Cross-view attention enhancement and entropy-constrained contrastive learning for multi-view clustering
摘要
Multi-view clustering aims to enhance clustering performance by leveraging complementary information from different sources or modalities. However, in practical applications, the prevalent issue of missing views leads to information imbalance among samples and difficulties in cross-view correlation modeling, severely constraining clustering performance. While existing methods can effectively exploit consistency information across views, they often overlook the complementary information embedded within each individual view. Moreover, view completion and clustering optimization are typically performed separately, limiting overall performance. To address these challenges, this paper proposes a novel framework for multi-view clustering based on Cross-view Attention Enhancement and Entropy-constrained Contrastive Learning (CAEC-Net).

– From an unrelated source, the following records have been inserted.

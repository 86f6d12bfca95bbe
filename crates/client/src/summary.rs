use std::path::Path;

use serde::Serialize;

use skirmish::{Leaderboard, LeaderboardEntry, NetworkStats};

#[derive(Debug, Clone, Default, PartialEq, Serialize)]
pub struct TrafficSummary {
    pub packets_sent: u64,
    pub packets_received: u64,
    pub bytes_sent: u64,
    pub bytes_received: u64,
    pub packets_dropped: u64,
    pub rtt_ms: Option<u64>,
}

impl From<NetworkStats> for TrafficSummary {
    fn from(stats: NetworkStats) -> Self {
        Self {
            packets_sent: stats.packets_sent,
            packets_received: stats.packets_received,
            bytes_sent: stats.bytes_sent,
            bytes_received: stats.bytes_received,
            packets_dropped: stats.packets_dropped,
            rtt_ms: stats.rtt_ms,
        }
    }
}

/// What a finished bot run reports.
#[derive(Debug, Clone, Serialize)]
pub struct MatchSummary {
    pub username: String,
    pub local_id: u32,
    pub online: bool,
    pub duration_secs: f32,
    pub ticks: u64,
    pub kills: u32,
    pub deaths: u32,
    pub shots_fired: u64,
    pub leaderboard: Leaderboard,
    pub winner: Option<LeaderboardEntry>,
    pub traffic: Option<TrafficSummary>,
}

impl MatchSummary {
    pub fn to_json(&self) -> serde_json::Result<String> {
        serde_json::to_string_pretty(self)
    }

    pub fn write_to(&self, path: &Path) -> anyhow::Result<()> {
        std::fs::write(path, self.to_json()?)?;
        Ok(())
    }
}
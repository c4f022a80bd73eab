use anyhow::Result;
use viewdb::{database_info, format_size, OutputFormat, ViewdbConfig};

pub fn run(config: &ViewdbConfig, output_format: OutputFormat) -> Result<()> {
    let info = database_info(&config.database_path);

    if super::print_json(&info, output_format)? {
        return Ok(());
    }

    println!("Database:");
    println!("  Path:           {}", info.path);
    println!(
        "  Status:         {}",
        match (info.exists, info.table_count) {
            (false, _) => "not found",
            (true, Some(_)) => "ok",
            (true, None) => "unreadable",
        }
    );
    if let Some(size) = info.size_bytes {
        println!("  Size:           {}", format_size(size));
    }
    if let Some(count) = info.table_count {
        println!("  Tables:         {}", count);
    }
    Ok(())
}
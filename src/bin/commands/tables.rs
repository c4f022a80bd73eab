use anyhow::Result;
use clap::Args;
use tracing::info;
use viewdb::lens::utils::format_records;
use viewdb::{CatalogLens, DatabaseConn, OutputFormat, TableEntry, ViewdbConfig};

/// Arguments for the Tables command
#[derive(Args, Default)]
pub struct TablesArgs {
    /// Hide SQLite's internal tables (sqlite_*)
    #[clap(short, long)]
    pub user_only: bool,
}

pub fn run(config: &ViewdbConfig, args: TablesArgs, output_format: OutputFormat) -> Result<()> {
    info!("listing tables in {}", config.database_path);

    let db = DatabaseConn::open_read_only(&config.database_path)?;
    let lens = CatalogLens::new(&db);
    let tables = if args.user_only {
        lens.list_user_tables()?
    } else {
        lens.list_tables()?
    };

    let entries: Vec<TableEntry> = tables.into_iter().map(TableEntry::from).collect();
    if entries.is_empty() && !output_format.is_json() {
        eprintln!("no tables in {}", config.database_path);
        return Ok(());
    }

    let out = format_records(&entries, output_format, |e| e.name.clone())?;
    println!("{}", out);
    Ok(())
}
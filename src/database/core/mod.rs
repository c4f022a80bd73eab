//! Core database infrastructure
//!
//! This module provides the foundational database components used by the catalog lens:
//! - `DatabaseConn`: read-only SQLite connection wrapper
//! - `CatalogQueries`: SQL statements against `sqlite_master`
//! - `CatalogError`: typed failures for open, format and query errors

mod catalog;
mod connection;
mod error;

pub use catalog::{quote_identifier, CatalogQueries};
pub use connection::DatabaseConn;
pub use error::{CatalogError, CatalogResult};
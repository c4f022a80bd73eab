//! Lens module
//!
//! Lenses hold the read-side logic of the tool. Each lens works on an open
//! [`DatabaseConn`](crate::database::DatabaseConn) and returns plain,
//! serializable records that the CLI renders with [`utils::OutputFormat`].
//!
//! - `catalog`: table listing, column inspection and database file info
//! - `utils`: output formats and display helpers

pub mod catalog;
pub mod utils;
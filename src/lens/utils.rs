//! Shared output helpers for lens results
//!
//! Formatting lives here so every command renders records the same way.

use serde::{Deserialize, Serialize};
use std::fmt;
use std::str::FromStr;

/// Default maximum length for free-text values in tables
pub const DEFAULT_NAME_MAX_LEN: usize = 20;

/// Output format shared by all commands
#[derive(Debug, Clone, Copy, Default, PartialEq, Eq, Serialize, Deserialize)]
#[serde(rename_all = "kebab-case")]
pub enum OutputFormat {
    /// Pretty table with rounded borders (default)
    #[default]
    Table,
    /// Markdown table
    Markdown,
    /// Compact JSON array
    Json,
    /// Pretty-printed JSON
    JsonPretty,
    /// One JSON object per line
    JsonLine,
    /// Bare values, one record per line, fields separated by `|`
    Plain,
}

impl OutputFormat {
    pub fn is_json(&self) -> bool {
        matches!(self, Self::Json | Self::JsonPretty | Self::JsonLine)
    }

    pub fn all_names() -> &'static [&'static str] {
        &[
            "table",
            "markdown",
            "json",
            "json-pretty",
            "json-line",
            "plain",
        ]
    }
}

impl fmt::Display for OutputFormat {
    fn fmt(&self, f: &mut fmt::Formatter<'_>) -> fmt::Result {
        let name = match self {
            Self::Table => "table",
            Self::Markdown => "markdown",
            Self::Json => "json",
            Self::JsonPretty => "json-pretty",
            Self::JsonLine => "json-line",
            Self::Plain => "plain",
        };
        f.write_str(name)
    }
}

impl FromStr for OutputFormat {
    type Err = String;

    fn from_str(s: &str) -> Result<Self, Self::Err> {
        match s.to_lowercase().as_str() {
            "table" | "pretty" => Ok(Self::Table),
            "markdown" | "md" => Ok(Self::Markdown),
            "json" => Ok(Self::Json),
            "json-pretty" | "jsonpretty" => Ok(Self::JsonPretty),
            "json-line" | "jsonline" | "jsonl" | "ndjson" => Ok(Self::JsonLine),
            "plain" | "text" | "psv" => Ok(Self::Plain),
            _ => Err(format!(
                "Unknown output format '{}'. Valid formats: {}",
                s,
                Self::all_names().join(", ")
            )),
        }
    }
}

/// Render records as JSON according to a JSON variant of `format`
///
/// Non-JSON formats fall back to compact JSON.
pub fn format_json<T: Serialize>(
    records: &[T],
    format: OutputFormat,
) -> Result<String, serde_json::Error> {
    match format {
        OutputFormat::JsonPretty => serde_json::to_string_pretty(records),
        OutputFormat::JsonLine => {
            let mut lines = Vec::with_capacity(records.len());
            for r in records {
                lines.push(serde_json::to_string(r)?);
            }
            Ok(lines.join("\n"))
        }
        _ => serde_json::to_string(records),
    }
}

/// Render records in the requested format
///
/// `plain` is called once per record to produce the `Plain` line.
#[cfg(feature = "display")]
pub fn format_records<T, F>(
    records: &[T],
    format: OutputFormat,
    plain: F,
) -> Result<String, serde_json::Error>
where
    T: Serialize + tabled::Tabled,
    F: Fn(&T) -> String,
{
    use tabled::settings::Style;
    use tabled::Table;

    let out = match format {
        OutputFormat::Table => Table::new(records).with(Style::rounded()).to_string(),
        OutputFormat::Markdown => Table::new(records).with(Style::markdown()).to_string(),
        OutputFormat::Json | OutputFormat::JsonPretty | OutputFormat::JsonLine => {
            format_json(records, format)?
        }
        OutputFormat::Plain => records.iter().map(plain).collect::<Vec<_>>().join("\n"),
    };
    Ok(out)
}

/// Truncate a string to `max_len` characters, ending in "..." when cut
///
/// ```
/// use viewdb::lens::utils::truncate_name;
///
/// assert_eq!(truncate_name("Short", 20), "Short");
/// assert_eq!(truncate_name("This is a very long name", 20), "This is a very lo...");
/// ```
pub fn truncate_name(name: &str, max_len: usize) -> String {
    if name.chars().count() <= max_len {
        name.to_string()
    } else {
        let truncated: String = name.chars().take(max_len.saturating_sub(3)).collect();
        format!("{}...", truncated)
    }
}

#[cfg(test)]
mod tests {
    use super::*;

    #[test]
    fn test_truncate_name() {
        assert_eq!(truncate_name("Short", 20), "Short");
        assert_eq!(truncate_name("", 20), "");
        assert_eq!(
            truncate_name("12345678901234567890", 20),
            "12345678901234567890"
        );
        assert_eq!(truncate_name("Hello", 3), "...");
    }

    #[test]
    fn test_truncate_name_counts_chars() {
        assert_eq!(truncate_name("信件数据库表名称很长很长", 10), "信件数据库表名...");
    }

    #[test]
    fn test_output_format_from_str() {
        assert_eq!(OutputFormat::from_str("table").unwrap(), OutputFormat::Table);
        assert_eq!(OutputFormat::from_str("MD").unwrap(), OutputFormat::Markdown);
        assert_eq!(OutputFormat::from_str("json").unwrap(), OutputFormat::Json);
        assert_eq!(
            OutputFormat::from_str("json-pretty").unwrap(),
            OutputFormat::JsonPretty
        );
        assert_eq!(
            OutputFormat::from_str("ndjson").unwrap(),
            OutputFormat::JsonLine
        );
        assert_eq!(OutputFormat::from_str("plain").unwrap(), OutputFormat::Plain);
        assert!(OutputFormat::from_str("csv").is_err());
    }

    #[test]
    fn test_output_format_display_round_trips() {
        for name in OutputFormat::all_names() {
            let format = OutputFormat::from_str(name).unwrap();
            assert_eq!(format.to_string(), *name);
        }
    }

    #[test]
    fn test_format_json_pretty() {
        let out = format_json(&[1, 2], OutputFormat::JsonPretty).unwrap();
        assert_eq!(out, "[\n  1,\n  2\n]");
        let out = format_json(&[1, 2], OutputFormat::JsonLine).unwrap();
        assert_eq!(out, "1\n2");
    }

    #[cfg(feature = "display")]
    mod rendering {
        use super::super::*;
        use crate::lens::catalog::TableEntry;

        fn entries() -> Vec<TableEntry> {
            vec![
                TableEntry::from("letters".to_string()),
                TableEntry::from("recipients".to_string()),
            ]
        }

        #[test]
        fn test_format_plain() {
            let out = format_records(&entries(), OutputFormat::Plain, |e| e.name.clone()).unwrap();
            assert_eq!(out, "letters\nrecipients");
        }

        #[test]
        fn test_format_json_variants() {
            let out = format_records(&entries(), OutputFormat::Json, |e| e.name.clone()).unwrap();
            assert_eq!(out, r#"[{"name":"letters"},{"name":"recipients"}]"#);

            let out =
                format_records(&entries(), OutputFormat::JsonLine, |e| e.name.clone()).unwrap();
            assert_eq!(out, "{\"name\":\"letters\"}\n{\"name\":\"recipients\"}");
        }

        #[test]
        fn test_format_markdown_has_header() {
            let out =
                format_records(&entries(), OutputFormat::Markdown, |e| e.name.clone()).unwrap();
            assert!(out.lines().next().unwrap_or_default().contains("name"));
            assert!(out.contains("recipients"));
        }

        #[test]
        fn test_format_empty_json() {
            let empty: Vec<TableEntry> = Vec::new();
            let out = format_records(&empty, OutputFormat::Json, |e| e.name.clone()).unwrap();
            assert_eq!(out, "[]");
        }
    }
}
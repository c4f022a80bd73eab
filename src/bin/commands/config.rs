use anyhow::Result;
use serde::Serialize;
use viewdb::{OutputFormat, ViewdbConfig};

#[derive(Debug, Serialize)]
struct ConfigInfo<'a> {
    config_file: String,
    config_file_exists: bool,
    #[serde(flatten)]
    settings: &'a ViewdbConfig,
}

pub fn run(config: &ViewdbConfig, output_format: OutputFormat) -> Result<()> {
    let config_file = ViewdbConfig::config_file_path();
    let info = ConfigInfo {
        config_file_exists: std::path::Path::new(&config_file).is_file(),
        config_file,
        settings: config,
    };

    if super::print_json(&info, output_format)? {
        return Ok(());
    }

    println!("{}", config.summary());

    eprintln!();
    eprintln!("Tips:");
    eprintln!("  Use --format json for machine-readable output");
    eprintln!("  Set VIEWDB_DATABASE_PATH or edit ~/.viewdb/viewdb.toml to change the database");
    Ok(())
}
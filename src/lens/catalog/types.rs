//! Catalog lens types
//!
//! This module defines the records returned by the catalog lens and the
//! flattened rows used for table output.

use crate::lens::utils::{truncate_name, DEFAULT_NAME_MAX_LEN};
use serde::{Deserialize, Serialize};

/// Name of a relation stored in the database
pub type TableName = String;

/// Single-column row for rendering table names
#[derive(Debug, Clone, PartialEq, Eq, Serialize, Deserialize)]
#[cfg_attr(feature = "display", derive(tabled::Tabled))]
pub struct TableEntry {
    pub name: TableName,
}

impl From<TableName> for TableEntry {
    fn from(name: TableName) -> Self {
        TableEntry { name }
    }
}

/// One column of a table as reported by `PRAGMA table_info`
#[derive(Debug, Clone, PartialEq, Eq, Serialize, Deserialize)]
pub struct ColumnInfo {
    /// Ordinal position, starting at 0
    pub cid: i64,
    pub name: String,
    /// Declared type; empty when the column was declared without one
    pub data_type: String,
    pub not_null: bool,
    /// Default value expression as written in the schema
    pub default_value: Option<String>,
    /// 1-based position within the primary key, 0 if not part of it
    pub primary_key: i64,
}

/// Column record flattened for table output
#[derive(Debug, Clone, Serialize, Deserialize)]
#[cfg_attr(feature = "display", derive(tabled::Tabled))]
pub struct ColumnRow {
    pub cid: i64,
    pub name: String,
    #[cfg_attr(feature = "display", tabled(rename = "type"))]
    pub data_type: String,
    #[cfg_attr(feature = "display", tabled(rename = "not null"))]
    pub not_null: bool,
    #[cfg_attr(feature = "display", tabled(rename = "default"))]
    pub default_value: String,
    pub pk: i64,
}

impl ColumnInfo {
    /// Convert to a display row, optionally truncating long default expressions
    pub fn to_row(&self, truncate: bool) -> ColumnRow {
        let default_value = match &self.default_value {
            Some(v) if truncate => truncate_name(v, DEFAULT_NAME_MAX_LEN),
            Some(v) => v.clone(),
            None => "-".to_string(),
        };
        ColumnRow {
            cid: self.cid,
            name: self.name.clone(),
            data_type: self.data_type.clone(),
            not_null: self.not_null,
            default_value,
            pk: self.primary_key,
        }
    }
}

/// File-level facts about a database
#[derive(Debug, Clone, PartialEq, Eq, Serialize, Deserialize)]
pub struct DatabaseInfo {
    pub path: String,
    pub exists: bool,
    #[serde(skip_serializing_if = "Option::is_none")]
    pub size_bytes: Option<u64>,
    #[serde(skip_serializing_if = "Option::is_none")]
    pub table_count: Option<u64>,
}
//! Database module
//!
//! Read-only access to local SQLite files.
//!
//! ```text
//! database/
//! └── core/
//!     ├── connection  # read-only DatabaseConn wrapper
//!     ├── catalog     # sqlite_master statements
//!     └── error       # CatalogError
//! ```
//!
//! # Usage
//!
//! ```rust,ignore
//! use viewdb::database::DatabaseConn;
//!
//! let db = DatabaseConn::open_read_only("./letters.db")?;
//! println!("letters table present: {}", db.table_exists("letters")?);
//! ```

pub mod core;

pub use self::core::{quote_identifier, CatalogError, CatalogQueries, CatalogResult, DatabaseConn};
use serde::{Deserialize, Serialize};

/// Job seeker profile with the skill and experience data used for matching
#[derive(Debug, Clone, PartialEq, Serialize, Deserialize)]
pub struct SeekerProfile {
    #[serde(rename = "userId")]
    pub user_id: i64,
    #[serde(rename = "experienceLevel", default)]
    pub experience_level: Option<String>,
    /// Comma-separated skill list as entered by the seeker
    #[serde(default)]
    pub skills: Option<String>,
    #[serde(default)]
    pub title: Option<String>,
    #[serde(default)]
    pub summary: Option<String>,
    #[serde(rename = "firstName", default)]
    pub first_name: Option<String>,
    #[serde(rename = "lastName", default)]
    pub last_name: Option<String>,
    #[serde(default)]
    pub email: Option<String>,
}

impl SeekerProfile {
    /// Minimal profile carrying only the matching fields
    pub fn new(user_id: i64, experience_level: Option<&str>, skills: Option<&str>) -> Self {
        Self {
            user_id,
            experience_level: experience_level.map(str::to_string),
            skills: skills.map(str::to_string),
            title: None,
            summary: None,
            first_name: None,
            last_name: None,
            email: None,
        }
    }

    /// Experience level, treating a blank value as absent
    pub fn level(&self) -> Option<&str> {
        non_blank(self.experience_level.as_deref())
    }
}

/// Posting status. Anything other than `open` is treated as closed.
#[derive(Debug, Clone, Copy, PartialEq, Eq, Serialize, Deserialize)]
#[serde(rename_all = "lowercase")]
pub enum JobStatus {
    Open,
    #[serde(other)]
    Closed,
}

impl JobStatus {
    pub fn from_db(value: &str) -> Self {
        if value.eq_ignore_ascii_case("open") {
            JobStatus::Open
        } else {
            JobStatus::Closed
        }
    }
}

/// Employer-created job posting
#[derive(Debug, Clone, PartialEq, Serialize, Deserialize)]
pub struct JobPosting {
    pub id: i64,
    #[serde(rename = "companyId")]
    pub company_id: i64,
    pub title: String,
    #[serde(rename = "companyName", default)]
    pub company_name: Option<String>,
    #[serde(default)]
    pub industry: Option<String>,
    #[serde(rename = "experienceLevel", default)]
    pub experience_level: Option<String>,
    /// Comma-separated required skills
    #[serde(default)]
    pub skills: Option<String>,
    pub status: JobStatus,
    #[serde(default)]
    pub location: Option<String>,
    #[serde(rename = "jobType", default)]
    pub job_type: Option<String>,
    #[serde(rename = "createdAt")]
    pub created_at: chrono::DateTime<chrono::Utc>,
}

impl JobPosting {
    pub fn is_open(&self) -> bool {
        self.status == JobStatus::Open
    }

    /// Experience level, treating a blank value as absent
    pub fn level(&self) -> Option<&str> {
        non_blank(self.experience_level.as_deref())
    }
}

fn non_blank(value: Option<&str>) -> Option<&str> {
    value.filter(|v| !v.trim().is_empty())
}

/// A recommended job or candidate with its match annotation
///
/// Serialized with the entity's own fields flattened alongside
/// `matchPercentage` and `matchingSkills`.
#[derive(Debug, Clone, PartialEq, Serialize, Deserialize)]
pub struct MatchResult<T> {
    #[serde(flatten)]
    pub entity: T,
    #[serde(rename = "matchPercentage")]
    pub match_percentage: u8,
    #[serde(rename = "matchingSkills")]
    pub matching_skills: Vec<String>,
}

/// Blend weights for ranking jobs for a seeker
#[derive(Debug, Clone, Copy, PartialEq)]
pub struct JobMatchWeights {
    pub skills: f64,
    pub experience: f64,
    pub recency: f64,
}

impl Default for JobMatchWeights {
    fn default() -> Self {
        Self {
            skills: 0.5,
            experience: 0.3,
            recency: 0.2,
        }
    }
}

/// Blend weights for ranking candidates for a job
#[derive(Debug, Clone, Copy, PartialEq)]
pub struct CandidateMatchWeights {
    pub skills: f64,
    pub experience: f64,
}

impl Default for CandidateMatchWeights {
    fn default() -> Self {
        Self {
            skills: 0.7,
            experience: 0.3,
        }
    }
}

/// Both weight sets used by the engine
#[derive(Debug, Clone, Copy, Default, PartialEq)]
pub struct ScoringWeights {
    pub jobs: JobMatchWeights,
    pub candidates: CandidateMatchWeights,
}

#[cfg(test)]
mod tests {
    use super::*;

    #[test]
    fn test_unknown_status_is_closed() {
        let status: JobStatus = serde_json::from_str("\"archived\"").unwrap();
        assert_eq!(status, JobStatus::Closed);
        assert_eq!(JobStatus::from_db("OPEN"), JobStatus::Open);
        assert_eq!(JobStatus::from_db("draft"), JobStatus::Closed);
    }

    #[test]
    fn test_blank_level_is_absent() {
        let profile = SeekerProfile::new(1, Some("  "), None);
        assert_eq!(profile.level(), None);

        let profile = SeekerProfile::new(1, Some("Senior"), None);
        assert_eq!(profile.level(), Some("Senior"));
    }

    #[test]
    fn test_match_result_flattens_entity() {
        let result = MatchResult {
            entity: SeekerProfile::new(7, Some("Junior"), Some("rust")),
            match_percentage: 85,
            matching_skills: vec!["rust".to_string()],
        };

        let json = serde_json::to_value(&result).unwrap();
        assert_eq!(json["userId"], 7);
        assert_eq!(json["matchPercentage"], 85);
        assert_eq!(json["matchingSkills"][0], "rust");
    }
}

This framework collaboratively encodes and enhances multi-view features through graph convolutional networks and a cross-view attention mechanism, achieving missing view completion and cross-view semantic alignment. Furthermore, we design an instance-level confidence-aware attention fusion mechanism to adaptively integrate multi-view information. During the clustering stage, entropy regularization constraints and cluster-level contrastive learning mechanisms are introduced to reduce clustering uncertainty and enhance inter-cluster separability. Additionally, a stage-wise optimization strategy is adopted to progressively guide the model from local contrastive alignment to global clustering consistency, ensuring training stability. Experimental results on multiple benchmark datasets demonstrate that CAEC-Net converges stably under missing view conditions and significantly outperforms existing state-of-the-art methods, validating its superior clustering performance, robustness, and generalization capability.